A West Middlesex Hospital spokesman said: "We are unable to comment on individual cases but can confirm that we are currently investigating this complaint and will be responding in detail to the patient once this has been concluded.

"Due to patient confidentiality we are also unable to discuss any on-going treatment."

What is endometriosis?

Endometriosis is a condition where the endometrial cells lining the womb migrate to other parts of the body.

Each month these cells react in the same way to those in the womb, building up and then breaking down and bleeding. Unlike the cells in the womb that leave the body as a period, this blood has no way to escape.

It is a chronic and debilitating condition that causes painful or heavy periods. It may also lead to infertility, fatigue and bowel and bladder problems.

Around 1.5m women in the UK are currently living with the condition.

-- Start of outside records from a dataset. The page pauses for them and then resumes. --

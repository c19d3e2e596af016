//! # Generic Client
//!
//! This module defines the generic client for communicating with actors.

use crate::entity::ActorEntity;
use crate::error::FrameworkError;
use crate::message::{ResourceRequest, Snapshot};
use tokio::sync::{mpsc, oneshot, watch};

/// ## ResourceClient
///
/// The `ResourceClient<T>` provides a type-safe, async API for interacting with a
/// `ResourceActor<T>`. Requests travel over a Tokio mpsc channel and results come back
/// on oneshot channels. Snapshot reads go through a watch channel and never wait on
/// the actor.
///
/// * **Cloneable** – holds a sender and a watch receiver, so cloning is inexpensive.
/// * **Async API** – all requests resolve to `Result<…, FrameworkError>`.
/// * **Generic** – works with any entity that implements `ActorEntity`.
#[derive(Clone)]
pub struct ResourceClient<T: ActorEntity> {
    sender: mpsc::Sender<ResourceRequest<T>>,
    snapshot: watch::Receiver<Snapshot<T>>,
}

impl<T: ActorEntity> ResourceClient<T> {
    pub fn new(
        sender: mpsc::Sender<ResourceRequest<T>>,
        snapshot: watch::Receiver<Snapshot<T>>,
    ) -> Self {
        Self { sender, snapshot }
    }

    /// The last snapshot the actor published. No round trip.
    pub fn snapshot(&self) -> Snapshot<T> {
        self.snapshot.borrow().clone()
    }

    /// A receiver that is notified every time the actor publishes a new snapshot.
    pub fn subscribe(&self) -> watch::Receiver<Snapshot<T>> {
        self.snapshot.clone()
    }

    pub async fn load(&self, query: Option<T::Query>) -> Result<Snapshot<T>, FrameworkError> {
        let (respond_to, response) = oneshot::channel();
        self.sender
            .send(ResourceRequest::Load { query, respond_to })
            .await
            .map_err(|_| FrameworkError::ActorClosed)?;
        response.await.map_err(|_| FrameworkError::ActorDropped)?
    }

    pub async fn get(&self, id: T::Id) -> Result<Option<T>, FrameworkError> {
        let (respond_to, response) = oneshot::channel();
        self.sender
            .send(ResourceRequest::Get { id, respond_to })
            .await
            .map_err(|_| FrameworkError::ActorClosed)?;
        response.await.map_err(|_| FrameworkError::ActorDropped)?
    }

    pub async fn create(&self, params: T::Create) -> Result<T, FrameworkError> {
        let (respond_to, response) = oneshot::channel();
        self.sender
            .send(ResourceRequest::Create { params, respond_to })
            .await
            .map_err(|_| FrameworkError::ActorClosed)?;
        response.await.map_err(|_| FrameworkError::ActorDropped)?
    }

    pub async fn update(&self, id: T::Id, update: T::Update) -> Result<T, FrameworkError> {
        let (respond_to, response) = oneshot::channel();
        self.sender
            .send(ResourceRequest::Update {
                id,
                update,
                respond_to,
            })
            .await
            .map_err(|_| FrameworkError::ActorClosed)?;
        response.await.map_err(|_| FrameworkError::ActorDropped)?
    }

    pub async fn delete(&self, id: T::Id, params: T::Delete) -> Result<(), FrameworkError> {
        let (respond_to, response) = oneshot::channel();
        self.sender
            .send(ResourceRequest::Delete {
                id,
                params,
                respond_to,
            })
            .await
            .map_err(|_| FrameworkError::ActorClosed)?;
        response.await.map_err(|_| FrameworkError::ActorDropped)?
    }

    pub async fn perform_action(
        &self,
        id: T::Id,
        action: T::Action,
    ) -> Result<T::ActionResult, FrameworkError> {
        let (respond_to, response) = oneshot::channel();
        self.sender
            .send(ResourceRequest::Action {
                id,
                action,
                respond_to,
            })
            .await
            .map_err(|_| FrameworkError::ActorClosed)?;
        response.await.map_err(|_| FrameworkError::ActorDropped)?
    }
}
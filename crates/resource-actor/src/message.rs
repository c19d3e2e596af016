//! # Messages
//!
//! Request messages exchanged between `ResourceClient` and `ResourceActor`.

use crate::entity::ActorEntity;
use crate::error::FrameworkError;
use std::sync::Arc;
use tokio::sync::oneshot;

/// Type alias for the one-shot response channel used by actors.
pub type Response<T> = oneshot::Sender<Result<T, FrameworkError>>;

/// A whole catalog snapshot. Replaced, never patched.
pub type Snapshot<T> = Arc<Vec<T>>;

/// Internal message type sent to the actor to request operations.
///
/// # Resource-Oriented Architecture
/// The variants map to the standard lifecycle of a persistent resource (Load/Get for
/// reads, Create/Update/Delete for writes) plus `Action` for resource-specific logic.
///
/// Every write variant is followed by a reload of the snapshot before the response is
/// sent, so a caller that awaits the response observes the refreshed catalog.
#[derive(Debug)]
pub enum ResourceRequest<T: ActorEntity> {
    /// Re-fetch the snapshot, optionally switching the server-side query first.
    Load {
        query: Option<T::Query>,
        respond_to: Response<Snapshot<T>>,
    },
    Get {
        id: T::Id,
        respond_to: Response<Option<T>>,
    },
    Create {
        params: T::Create,
        respond_to: Response<T>,
    },
    Update {
        id: T::Id,
        update: T::Update,
        respond_to: Response<T>,
    },
    Delete {
        id: T::Id,
        params: T::Delete,
        respond_to: Response<()>,
    },
    Action {
        id: T::Id,
        action: T::Action,
        respond_to: Response<T::ActionResult>,
    },
}
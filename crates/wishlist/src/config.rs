//! Environment configuration.
//!
//! Read once at startup. Everything but the Appwrite coordinates has a default; leaving
//! `APPWRITE_ENDPOINT` unset selects the in-memory backend.

use std::{env, fmt::Display, str::FromStr, time::Duration};
use thiserror::Error;
use tracing::{info, warn};

pub const DEFAULT_GATE_DATE: &str = "2024-05-03";

#[derive(Debug, Error, PartialEq)]
pub enum ConfigError {
    #[error("Missing environment variable {0}")]
    Missing(String),

    #[error("Invalid {key} value: {value}")]
    Invalid { key: String, value: String },
}

/// Coordinates of the hosted document store and file bucket.
#[derive(Debug, Clone, PartialEq)]
pub struct AppwriteConfig {
    pub endpoint: String,
    pub project_id: String,
    pub database_id: String,
    pub collection_id: String,
    pub bucket_id: String,
    /// Server API key. Requests go out unauthenticated without one.
    pub api_key: Option<String>,
    pub timeout: Duration,
    pub list_limit: u32,
}

#[derive(Debug, Clone, PartialEq)]
pub struct WishlistConfig {
    /// `None` runs against the in-memory backend.
    pub appwrite: Option<AppwriteConfig>,
    pub gate_date: String,
    pub actor_buffer: usize,
}

impl WishlistConfig {
    pub fn load() -> Result<Self, ConfigError> {
        Self::from_lookup(|key| env::var(key).ok())
    }

    /// Builds the config from any key lookup, so tests need not touch the process env.
    pub fn from_lookup(lookup: impl Fn(&str) -> Option<String>) -> Result<Self, ConfigError> {
        let vars = Vars(&lookup);

        let appwrite = match vars.get("APPWRITE_ENDPOINT") {
            Some(endpoint) => Some(AppwriteConfig {
                endpoint,
                project_id: vars.require("APPWRITE_PROJECT_ID")?,
                database_id: vars.require("APPWRITE_DATABASE_ID")?,
                collection_id: vars.require("APPWRITE_COLLECTION_ID")?,
                bucket_id: vars.require("APPWRITE_BUCKET_ID")?,
                api_key: vars.get("APPWRITE_API_KEY"),
                timeout: Duration::from_secs(vars.parse_or("APPWRITE_TIMEOUT_SECS", "30")?),
                list_limit: vars.parse_or("APPWRITE_LIST_LIMIT", "100")?,
            }),
            None => {
                warn!("APPWRITE_ENDPOINT not set, using the in-memory backend");
                None
            }
        };

        Ok(Self {
            appwrite,
            gate_date: vars.parse_or("WISHLIST_GATE_DATE", DEFAULT_GATE_DATE)?,
            actor_buffer: vars.parse_or("WISHLIST_ACTOR_BUFFER", "32")?,
        })
    }
}

struct Vars<'a, F: Fn(&str) -> Option<String>>(&'a F);

impl<F: Fn(&str) -> Option<String>> Vars<'_, F> {
    /// Blank values count as unset.
    fn get(&self, key: &str) -> Option<String> {
        (self.0)(key)
            .map(|value| value.trim().to_string())
            .filter(|value| !value.is_empty())
    }

    fn require(&self, key: &str) -> Result<String, ConfigError> {
        self.get(key)
            .ok_or_else(|| ConfigError::Missing(key.to_string()))
    }

    fn parse_or<T: FromStr>(&self, key: &str, default: &str) -> Result<T, ConfigError>
    where
        T::Err: Display,
    {
        let value = self.get(key).unwrap_or_else(|| {
            info!("{key} not set, using default: {default}");
            default.to_string()
        });
        value.parse().map_err(|e| {
            warn!("Invalid {key} value: {e}");
            ConfigError::Invalid {
                key: key.to_string(),
                value,
            }
        })
    }
}

#[cfg(test)]
mod tests {
    use super::*;
    use std::collections::HashMap;

    fn lookup(pairs: &[(&str, &str)]) -> impl Fn(&str) -> Option<String> {
        let vars: HashMap<String, String> = pairs
            .iter()
            .map(|(k, v)| (k.to_string(), v.to_string()))
            .collect();
        move |key| vars.get(key).cloned()
    }

    #[test]
    fn test_defaults_without_endpoint() {
        let config = WishlistConfig::from_lookup(lookup(&[])).unwrap();
        assert_eq!(config.appwrite, None);
        assert_eq!(config.gate_date, "2024-05-03");
        assert_eq!(config.actor_buffer, 32);
    }

    #[test]
    fn test_full_appwrite_config() {
        let config = WishlistConfig::from_lookup(lookup(&[
            ("APPWRITE_ENDPOINT", "https://cloud.appwrite.io/v1"),
            ("APPWRITE_PROJECT_ID", "proj"),
            ("APPWRITE_DATABASE_ID", "db"),
            ("APPWRITE_COLLECTION_ID", "col"),
            ("APPWRITE_BUCKET_ID", "imgs"),
            ("APPWRITE_API_KEY", "secret"),
            ("APPWRITE_TIMEOUT_SECS", "5"),
            ("WISHLIST_GATE_DATE", "2025-01-01"),
        ]))
        .unwrap();

        let appwrite = config.appwrite.unwrap();
        assert_eq!(appwrite.bucket_id, "imgs");
        assert_eq!(appwrite.api_key.as_deref(), Some("secret"));
        assert_eq!(appwrite.timeout, Duration::from_secs(5));
        assert_eq!(appwrite.list_limit, 100);
        assert_eq!(config.gate_date, "2025-01-01");
    }

    #[test]
    fn test_endpoint_requires_ids() {
        let result = WishlistConfig::from_lookup(lookup(&[
            ("APPWRITE_ENDPOINT", "https://cloud.appwrite.io/v1"),
            ("APPWRITE_PROJECT_ID", "proj"),
        ]));
        assert_eq!(
            result,
            Err(ConfigError::Missing("APPWRITE_DATABASE_ID".to_string()))
        );
    }

    #[test]
    fn test_invalid_number() {
        let result = WishlistConfig::from_lookup(lookup(&[("WISHLIST_ACTOR_BUFFER", "lots")]));
        assert_eq!(
            result,
            Err(ConfigError::Invalid {
                key: "WISHLIST_ACTOR_BUFFER".to_string(),
                value: "lots".to_string(),
            })
        );
    }
}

Endometriosis can affect all women and girls of a childbearing age, regardless of race or ethnicity.

Endometriosis can have a significant impact on a woman's life in a number of ways, including:

  • Chronic pain
  • Fatigue/lack of energy
  • Depression/isolation
  • Problems with a couple’s sex life/relationships
  • An inability to conceive
  • Difficulty in fulfilling work and social commitments

With the right treatment, many of these issues can be addressed, and the symptoms of endometriosis made more manageable.

Information from www.endometriosis-uk.org.